EXERCISE PROMPT | Within the data that follows, how many lines contain the word "None"? Reply with only the number.

------------

//! Reading binlog files from disk.

use binlog_core::{EventPayload, EventSource, EventType, PreconditionError, Pulled, SourceError};
use mysql_binlog_source::LocalBinlogSource;
use std::io::Write;
use tempfile::NamedTempFile;

const HEADER_LEN: usize = 19;

struct FileBuilder {
    bytes: Vec<u8>,
    checksum: bool,
}

impl FileBuilder {
    fn new(checksum: bool) -> Self {
        Self {
            bytes: vec![0xfe, b'b', b'i', b'n'],
            checksum,
        }
    }

    fn event(self, event_type: u8, mut body: Vec<u8>) -> Self {
        if self.checksum {
            body.extend_from_slice(&[0x11, 0x22, 0x33, 0x44]);
        }
        self.raw_event(event_type, body)
    }

    fn raw_event(mut self, event_type: u8, body: Vec<u8>) -> Self {
        let len = HEADER_LEN + body.len();
        let end = (self.bytes.len() + len) as u32;
        self.bytes.extend_from_slice(&1_700_000_000u32.to_le_bytes());
        self.bytes.push(event_type);
        self.bytes.extend_from_slice(&1u32.to_le_bytes());
        self.bytes.extend_from_slice(&(len as u32).to_le_bytes());
        self.bytes.extend_from_slice(&end.to_le_bytes());
        self.bytes.extend_from_slice(&0u16.to_le_bytes());
        self.bytes.extend_from_slice(&body);
        self
    }

    /// The FORMAT_DESCRIPTION event always ends with the algorithm byte and a CRC slot.
    fn format_description(self) -> Self {
        let mut body = Vec::new();
        body.extend_from_slice(&4u16.to_le_bytes());
        let mut version = b"8.0.36".to_vec();
        version.resize(50, 0);
        body.extend_from_slice(&version);
        body.extend_from_slice(&0u32.to_le_bytes());
        body.push(HEADER_LEN as u8);
        let mut post_headers = vec![0u8; 41];
        post_headers[18] = 8;
        body.extend_from_slice(&post_headers);
        body.push(u8::from(self.checksum));
        body.extend_from_slice(&[0x11, 0x22, 0x33, 0x44]);
        self.raw_event(15, body)
    }

    fn query(self, sql: &str) -> Self {
        let mut body = Vec::new();
        body.extend_from_slice(&9u32.to_le_bytes());
        body.extend_from_slice(&0u32.to_le_bytes());
        body.push(4);
        body.extend_from_slice(&0u16.to_le_bytes());
        body.extend_from_slice(&0u16.to_le_bytes());
        body.extend_from_slice(b"shop\0");
        body.extend_from_slice(sql.as_bytes());
        self.event(2, body)
    }

    fn write(self) -> NamedTempFile {
        let mut file = NamedTempFile::new().unwrap();
        file.write_all(&self.bytes).unwrap();
        file.flush().unwrap();
        file
    }
}

async fn pull_event(source: &mut LocalBinlogSource) -> binlog_core::ChangeEvent {
    match source.pull(None).await.unwrap() {
        Pulled::Event(event) => event,
        other => panic!("expected an event, got {other:?}"),
    }
}

#[tokio::test]
async fn test_reads_events_with_checksums() {
    let file = FileBuilder::new(true)
        .format_description()
        .query("BEGIN")
        .query("INSERT INTO t VALUES (1)")
        .write();

    let mut source = LocalBinlogSource::open(file.path()).await.unwrap();
    let fde = pull_event(&mut source).await;
    assert_eq!(fde.header.event_type, EventType::FormatDescription);
    assert_eq!(fde.end_log_position(), 4 + 19 + 103);

    let begin = pull_event(&mut source).await;
    let EventPayload::Query(query) = begin.payload else {
        panic!("expected query");
    };
    assert_eq!(query.query, "BEGIN");

    let insert = pull_event(&mut source).await;
    let EventPayload::Query(query) = insert.payload else {
        panic!("expected query");
    };
    assert_eq!(query.query, "INSERT INTO t VALUES (1)");
    assert_eq!(query.schema, "shop");

    assert_eq!(source.pull(None).await.unwrap(), Pulled::EndOfStream);
}

#[tokio::test]
async fn test_reads_events_without_checksums() {
    let file = FileBuilder::new(false)
        .format_description()
        .query("CREATE TABLE t (id INT)")
        .write();

    let mut source = LocalBinlogSource::open(file.path()).await.unwrap();
    pull_event(&mut source).await;
    let event = pull_event(&mut source).await;
    let EventPayload::Query(query) = event.payload else {
        panic!("expected query");
    };
    assert_eq!(query.query, "CREATE TABLE t (id INT)");
}

#[tokio::test]
async fn test_file_name_is_base_name() {
    let dir = tempfile::tempdir().unwrap();
    let path = dir.path().join("mysql-bin.000012");
    std::fs::write(&path, [0xfe, b'b', b'i', b'n']).unwrap();

    let mut source = LocalBinlogSource::open(&path).await.unwrap();
    assert_eq!(source.file_name(), "mysql-bin.000012");
    assert_eq!(source.pull(None).await.unwrap(), Pulled::EndOfStream);
}

#[tokio::test]
async fn test_rejects_bad_magic() {
    let mut file = NamedTempFile::new().unwrap();
    file.write_all(b"GIF89a").unwrap();

    let err = LocalBinlogSource::open(file.path()).await.err().unwrap();
    assert!(matches!(
        err,
        SourceError::Precondition(PreconditionError::BadFileHeader(_))
    ));
}

#[tokio::test]
async fn test_truncated_event_is_malformed() {
    let mut bytes = FileBuilder::new(false).query("BEGIN").bytes;
    bytes.truncate(bytes.len() - 3);
    let mut file = NamedTempFile::new().unwrap();
    file.write_all(&bytes).unwrap();

    let mut source = LocalBinlogSource::open(file.path()).await.unwrap();
    let err = source.pull(None).await.unwrap_err();
    assert!(matches!(err, SourceError::Malformed(_)));
}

------------

SOLUTION TO THIS PROBLEM | 4